THE EQUATION THAT LED TO A LOT OF TOXIC ASSETS.

THE EQUATION THAT LED TO A LOT OF TOXIC ASSETS. I have posted previously that a lot of the financial crisis seems to come from intellectual mistakes by brilliant people. Felix Salmon has an article in Wired which prints a formula which was, according to the title of the article, “The Formula That Killed Wall Street.” It’s a wonderfully complicated formula–based on a copula function. I don’t have the fonts to reproduce it. Scroll down at the link if you want to see what it looks like. The article also has a very good description of how the toxic assets were created.
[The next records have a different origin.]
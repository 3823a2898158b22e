use std::collections::HashSet;
use std::path::PathBuf;
use std::sync::Arc;
use std::time::{Duration, Instant};

use ferrex_catalog::CatalogStore;
use ferrex_contracts::Observer;
use ferrex_fs::FileSystem;
use ferrex_model::{unix_now, IndexerStatus, ReconcileResult};
use tokio::sync::{mpsc, RwLock};

use crate::batcher::run_batcher;
use crate::walker::walk;

#[derive(Debug, Clone, Copy)]
pub struct IndexerConfig {
    pub workers: usize,
    pub batch_size: usize,
    pub batch_timeout: Duration,
}

impl Default for IndexerConfig {
    fn default() -> Self {
        Self {
            workers: 3,
            batch_size: 256,
            batch_timeout: Duration::from_secs(2),
        }
    }
}

/// Runs one full reconcile pass: walk the media root, upsert scanned
/// files in batches, then delete every catalog path not touched this
/// pass (§4.3). The pre-run timestamp is the "seen" boundary so the
/// run never observes its own in-flight writes.
pub struct Indexer {
    fs: Arc<dyn FileSystem>,
    store: CatalogStore,
    observer: Arc<dyn Observer>,
    media_root: PathBuf,
    config: IndexerConfig,
    status: Arc<RwLock<IndexerStatus>>,
}

impl Indexer {
    pub fn new(
        fs: Arc<dyn FileSystem>,
        store: CatalogStore,
        observer: Arc<dyn Observer>,
        media_root: PathBuf,
        config: IndexerConfig,
    ) -> Self {
        Self {
            fs,
            store,
            observer,
            media_root,
            config,
            status: Arc::new(RwLock::new(IndexerStatus::default())),
        }
    }

    pub fn status_handle(&self) -> Arc<RwLock<IndexerStatus>> {
        self.status.clone()
    }

    /// Runs one reconcile pass to completion. Worker count in
    /// [`IndexerConfig`] bounds how many directories the walker may
    /// have outstanding at once; the walker itself is currently a
    /// single cooperative task fed by a bounded channel, so this is an
    /// upper bound rather than a literal thread pool (§4.3 scheduling).
    pub async fn run_once(&self) -> Result<ReconcileResult, ferrex_catalog::StorageError> {
        {
            let mut status = self.status.write().await;
            status.running = true;
        }

        let pre_existing: HashSet<String> = self.store.all_paths().await?;
        let start = Instant::now();

        let (tx, rx) = mpsc::channel(1024);
        let walk_fs = self.fs.clone();
        let walk_root = self.media_root.clone();
        let walk_observer = self.observer.clone();
        let walk_handle = tokio::spawn(walk(walk_fs, walk_root, walk_observer, tx));

        let touched = run_batcher(rx, &self.store, self.config.batch_size, self.config.batch_timeout)
            .await?;
        let _ = walk_handle.await;

        let touched_set: HashSet<String> = touched.iter().cloned().collect();
        let mut added = Vec::new();
        let mut updated = Vec::new();
        for path in touched {
            if pre_existing.contains(&path) {
                updated.push(path);
            } else {
                added.push(path);
            }
        }

        // Removed paths are derived from this pass's own touched set
        // rather than a wall-clock `indexed_at` cutoff (`unix_now()` is
        // second-granularity and a fast pass can complete within the
        // same second it started, making a `<` comparison unreliable).
        let removed: Vec<String> = pre_existing
            .into_iter()
            .filter(|path| !touched_set.contains(path))
            .collect();
        self.store.delete_missing(&removed).await?;

        let result = ReconcileResult {
            added,
            updated,
            removed,
        };
        let (added_n, updated_n, removed_n) = result.counts();
        self.observer
            .indexer_reconcile(added_n, updated_n, removed_n, start.elapsed());

        let mut status = self.status.write().await;
        status.running = false;
        status.last_run_at = Some(unix_now());
        status.last_result = Some(result.clone());

        Ok(result)
    }
}

#[cfg(test)]
mod tests {
    use std::sync::Arc;

    use ferrex_contracts::NullObserver;
    use ferrex_fs::{DirEntry, InMemoryFs};

    use super::*;

    fn store_fs() -> Arc<InMemoryFs> {
        let fs = Arc::new(InMemoryFs::default());
        fs.add_dir(
            "/root",
            vec![DirEntry {
                path: PathBuf::from("/root/a.jpg"),
                is_dir: false,
            }],
        );
        fs.add_file("/root/a.jpg", b"data".to_vec(), 100);
        fs
    }

    #[tokio::test]
    async fn run_once_upserts_scanned_files_and_reports_counts() {
        let fs = store_fs();
        let store = CatalogStore::open_in_memory(Arc::new(NullObserver::default()))
            .await
            .unwrap();
        let indexer = Indexer::new(
            fs,
            store.clone(),
            Arc::new(NullObserver::default()),
            PathBuf::from("/root"),
            IndexerConfig::default(),
        );

        let result = indexer.run_once().await.unwrap();
        assert_eq!(result.added, vec!["a.jpg".to_string()]);
        assert!(result.removed.is_empty());
        assert_eq!(store.stats().await.unwrap().images, 1);
    }

    #[tokio::test]
    async fn run_once_removes_paths_no_longer_seen() {
        let fs = store_fs();
        let store = CatalogStore::open_in_memory(Arc::new(NullObserver::default()))
            .await
            .unwrap();
        store
            .upsert(
                "stale.jpg",
                ferrex_model::FileAttrs {
                    name: "stale.jpg".to_string(),
                    kind: ferrex_model::MediaKind::Image,
                    size_bytes: 1,
                    modified_at: 1,
                },
            )
            .await
            .unwrap();

        let indexer = Indexer::new(
            fs,
            store.clone(),
            Arc::new(NullObserver::default()),
            PathBuf::from("/root"),
            IndexerConfig::default(),
        );
        let result = indexer.run_once().await.unwrap();
        assert_eq!(result.removed, vec!["stale.jpg".to_string()]);
        assert!(store.get("stale.jpg").await.is_err());
    }

    #[tokio::test]
    async fn run_once_reports_updated_for_previously_seen_paths() {
        let fs = store_fs();
        let store = CatalogStore::open_in_memory(Arc::new(NullObserver::default()))
            .await
            .unwrap();
        store
            .upsert(
                "a.jpg",
                ferrex_model::FileAttrs {
                    name: "a.jpg".to_string(),
                    kind: ferrex_model::MediaKind::Image,
                    size_bytes: 1,
                    modified_at: 1,
                },
            )
            .await
            .unwrap();

        let indexer = Indexer::new(
            fs,
            store,
            Arc::new(NullObserver::default()),
            PathBuf::from("/root"),
            IndexerConfig::default(),
        );
        let result = indexer.run_once().await.unwrap();
        assert_eq!(result.updated, vec!["a.jpg".to_string()]);
        assert!(result.added.is_empty());
    }

    #[tokio::test]
    async fn status_reflects_completed_run() {
        let fs = store_fs();
        let store = CatalogStore::open_in_memory(Arc::new(NullObserver::default()))
            .await
            .unwrap();
        let indexer = Indexer::new(
            fs,
            store,
            Arc::new(NullObserver::default()),
            PathBuf::from("/root"),
            IndexerConfig::default(),
        );
        indexer.run_once().await.unwrap();
        let status = indexer.status_handle().read().await.clone();
        assert!(!status.running);
        assert!(status.last_result.is_some());
    }
}
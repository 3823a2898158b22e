use ferrex_contracts::Clock;
use ferrex_model::{CeremonyChallenge, CEREMONY_TTL_SECONDS};

use crate::error::{Result, StorageError};
use crate::store::CatalogStore;

impl CatalogStore {
    /// Stashes WebAuthn ceremony state under `session_id`, expiring
    /// `CEREMONY_TTL_SECONDS` from `clock.now()`. A second call with the
    /// same `session_id` overwrites the first (one challenge in flight
    /// per session).
    pub async fn put_challenge(
        &self,
        session_id: &str,
        session_data: &[u8],
        clock: &dyn Clock,
    ) -> Result<()> {
        let expires_at = clock.now().timestamp() + CEREMONY_TTL_SECONDS;
        self.timed("ceremony.put_challenge", || {
            sqlx::query(
                "INSERT INTO ceremony_challenges (session_id, session_data, expires_at)
                 VALUES (?, ?, ?)
                 ON CONFLICT(session_id) DO UPDATE SET
                    session_data = excluded.session_data,
                    expires_at = excluded.expires_at",
            )
            .bind(session_id)
            .bind(session_data)
            .bind(expires_at)
            .execute(&self.pool)
        })
        .await?;
        Ok(())
    }

    /// Reads and deletes the ceremony challenge for `session_id` in one
    /// transaction (consume-on-read, §3). Expired challenges are
    /// treated as absent.
    pub async fn take_challenge(
        &self,
        session_id: &str,
        clock: &dyn Clock,
    ) -> Result<CeremonyChallenge> {
        use sqlx::Row;
        let row = self
            .timed("ceremony.take_challenge", || async {
                let mut tx = self.pool.begin().await?;
                let row = sqlx::query(
                    "SELECT session_id, session_data, expires_at
                     FROM ceremony_challenges WHERE session_id = ?",
                )
                .bind(session_id)
                .fetch_optional(&mut *tx)
                .await?
                .ok_or_else(|| {
                    StorageError::NotFound("ceremony challenge not found".to_string())
                })?;

                sqlx::query("DELETE FROM ceremony_challenges WHERE session_id = ?")
                    .bind(session_id)
                    .execute(&mut *tx)
                    .await?;
                tx.commit().await?;
                Ok(row)
            })
            .await?;

        let expires_at: i64 = row.try_get("expires_at")?;
        if clock.now().timestamp() >= expires_at {
            return Err(StorageError::NotFound("ceremony challenge expired".to_string()));
        }

        Ok(CeremonyChallenge {
            session_id: row.try_get("session_id")?,
            session_data: row.try_get("session_data")?,
            expires_at,
        })
    }

    /// Deletes every ceremony challenge expired at or before `clock.now()`.
    pub async fn sweep_expired_challenges(&self, clock: &dyn Clock) -> Result<u64> {
        let now = clock.now().timestamp();
        let result = self
            .timed("ceremony.sweep_expired", || {
                sqlx::query("DELETE FROM ceremony_challenges WHERE expires_at <= ?")
                    .bind(now)
                    .execute(&self.pool)
            })
            .await?;
        Ok(result.rows_affected())
    }
}

#[cfg(test)]
mod tests {
    use std::sync::Arc;

    use chrono::Utc;
    use ferrex_contracts::{FixedClock, NullObserver};

    use super::*;

    async fn store() -> CatalogStore {
        CatalogStore::open_in_memory(Arc::new(NullObserver::default()))
            .await
            .unwrap()
    }

    #[tokio::test]
    async fn put_then_take_challenge_round_trips_and_consumes() {
        let store = store().await;
        let clock = FixedClock::new(Utc::now());
        store
            .put_challenge("sess-1", b"challenge-bytes", &clock)
            .await
            .unwrap();

        let challenge = store.take_challenge("sess-1", &clock).await.unwrap();
        assert_eq!(challenge.session_data, b"challenge-bytes");

        let err = store.take_challenge("sess-1", &clock).await;
        assert!(err.is_err());
    }

    #[tokio::test]
    async fn second_put_overwrites_first() {
        let store = store().await;
        let clock = FixedClock::new(Utc::now());
        store.put_challenge("sess-1", b"first", &clock).await.unwrap();
        store.put_challenge("sess-1", b"second", &clock).await.unwrap();

        let challenge = store.take_challenge("sess-1", &clock).await.unwrap();
        assert_eq!(challenge.session_data, b"second");
    }

    #[tokio::test]
    async fn expired_challenge_is_rejected_on_take() {
        let store = store().await;
        let clock = FixedClock::new(Utc::now());
        store.put_challenge("sess-1", b"bytes", &clock).await.unwrap();
        clock.advance(chrono::Duration::seconds(ferrex_model::CEREMONY_TTL_SECONDS + 1));

        let err = store.take_challenge("sess-1", &clock).await;
        assert!(err.is_err());
    }

    #[tokio::test]
    async fn sweep_expired_challenges_removes_only_past_expiry() {
        let store = store().await;
        let clock = FixedClock::new(Utc::now());
        store.put_challenge("sess-1", b"bytes", &clock).await.unwrap();
        clock.advance(chrono::Duration::seconds(ferrex_model::CEREMONY_TTL_SECONDS + 1));

        let count = store.sweep_expired_challenges(&clock).await.unwrap();
        assert_eq!(count, 1);
    }
}
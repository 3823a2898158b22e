use thiserror::Error;

#[derive(Error, Debug)]
pub enum ThumbnailError {
    #[error("source not found: {0}")]
    NotFound(String),

    #[error("decode failed: {0}")]
    Decode(String),

    #[error("encode failed: {0}")]
    Encode(String),

    #[error("cache error: {0}")]
    Cache(String),

    #[error("storage error: {0}")]
    Storage(#[from] ferrex_catalog::StorageError),
}

pub type Result<T> = std::result::Result<T, ThumbnailError>;

impl From<ThumbnailError> for ferrex_contracts::CoreError {
    fn from(err: ThumbnailError) -> Self {
        match err {
            ThumbnailError::NotFound(m) => ferrex_contracts::CoreError::NotFound(m),
            ThumbnailError::Decode(m) => ferrex_contracts::CoreError::ProbeFailed(m),
            ThumbnailError::Encode(m) => ferrex_contracts::CoreError::EncodeFailed(m),
            ThumbnailError::Cache(m) => ferrex_contracts::CoreError::Storage(m),
            ThumbnailError::Storage(e) => e.into(),
        }
    }
}
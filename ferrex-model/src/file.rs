use chrono::{DateTime, Utc};
use serde::{Deserialize, Serialize};

/// What kind of media a path was classified as during indexing (§3).
#[derive(Debug, Clone, Copy, PartialEq, Eq, Serialize, Deserialize)]
#[serde(rename_all = "snake_case")]
pub enum MediaKind {
    Image,
    Video,
    Playlist,
}

impl MediaKind {
    pub fn as_str(&self) -> &'static str {
        match self {
            MediaKind::Image => "image",
            MediaKind::Video => "video",
            MediaKind::Playlist => "playlist",
        }
    }
}

impl std::str::FromStr for MediaKind {
    type Err = String;

    fn from_str(s: &str) -> Result<Self, Self::Err> {
        match s {
            "image" => Ok(MediaKind::Image),
            "video" => Ok(MediaKind::Video),
            "playlist" => Ok(MediaKind::Playlist),
            other => Err(format!("unknown media kind: {other}")),
        }
    }
}

/// A file known to the catalog, identified by its canonical relative
/// `path` (§3, invariant 1).
#[derive(Debug, Clone, PartialEq, Serialize, Deserialize)]
pub struct FileEntry {
    pub path: String,
    pub name: String,
    pub kind: MediaKind,
    pub size_bytes: i64,
    pub modified_at: i64,
    pub indexed_at: i64,
}

/// Attributes supplied by the indexer on upsert; everything else
/// (`path`, timestamps) is derived by the catalog.
#[derive(Debug, Clone, PartialEq)]
pub struct FileAttrs {
    pub name: String,
    pub kind: MediaKind,
    pub size_bytes: i64,
    pub modified_at: i64,
}

/// Validates that `path` is canonical per §3 invariant 1: forward
/// slashes, no `.` / `..` components, not absolute, non-empty.
pub fn validate_canonical_path(path: &str) -> Result<(), String> {
    if path.is_empty() {
        return Err("path must not be empty".to_string());
    }
    if path.contains('\\') {
        return Err("path must use forward slashes".to_string());
    }
    if path.starts_with('/') {
        return Err("path must be relative to the media root".to_string());
    }
    for component in path.split('/') {
        if component.is_empty() || component == "." || component == ".." {
            return Err(format!("path escapes or is malformed: {path}"));
        }
    }
    Ok(())
}

#[derive(Debug, Clone, Copy, Serialize, Deserialize, Default)]
pub struct LibraryStats {
    pub images: u64,
    pub videos: u64,
    pub playlists: u64,
    pub folders: u64,
}

pub fn unix_now() -> i64 {
    Utc::now().timestamp()
}
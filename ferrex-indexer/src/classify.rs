use ferrex_model::MediaKind;

const IMAGE_EXTENSIONS: &[&str] = &["jpg", "jpeg", "png", "gif", "bmp", "webp", "tiff", "heic"];
const VIDEO_EXTENSIONS: &[&str] = &[
    "mp4", "mkv", "avi", "mov", "webm", "flv", "wmv", "m4v", "mpg", "mpeg",
];
const PLAYLIST_EXTENSIONS: &[&str] = &["wpl", "m3u", "m3u8"];

/// Classifies a file by its extension, case-insensitively. Returns
/// `None` for anything not recognized, so the walker can skip it (§4.3).
pub fn classify(name: &str) -> Option<MediaKind> {
    let ext = name.rsplit_once('.').map(|(_, ext)| ext.to_lowercase())?;
    if IMAGE_EXTENSIONS.contains(&ext.as_str()) {
        Some(MediaKind::Image)
    } else if VIDEO_EXTENSIONS.contains(&ext.as_str()) {
        Some(MediaKind::Video)
    } else if PLAYLIST_EXTENSIONS.contains(&ext.as_str()) {
        Some(MediaKind::Playlist)
    } else {
        None
    }
}

pub fn is_wpl(name: &str) -> bool {
    name.rsplit_once('.')
        .map(|(_, ext)| ext.eq_ignore_ascii_case("wpl"))
        .unwrap_or(false)
}
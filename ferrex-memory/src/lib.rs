//! Memory pressure monitor (C6): a three-level signal {normal, high,
//! critical} computed from process memory against a configured
//! ceiling, sampled on a tick. No blocking API: consumers read the
//! latest level through a `watch` handle.

pub mod monitor;

pub use monitor::{MemoryHandle, MemoryMonitor};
The formula makes a very strong assumption: “the model used price [prices of risks in the markets] rather than real-world default data as a shortcut (making an implicit assumption that financial markets in general, and CDS markets in particular, can price default risk correctly).” The result is that, to quote the 2005 Wall Street Journal article cited in the Wired article, “The model runs the data through the copula function and spits out a default correlation for the pool — the likelihood of all of its companies defaulting on their debt at once.” Notice that rather than thinking about the probability of an event which would lead a pool of mortgages to all default at once—say, a large decline in housing prices—the probability depends on data from years when no such decline had happened to arrive at a very low probability of it ever happening. A paper about the formula was published in The Journal of Fixed Income in 2000. By 2005 trillions of dollars of the new securities were traded.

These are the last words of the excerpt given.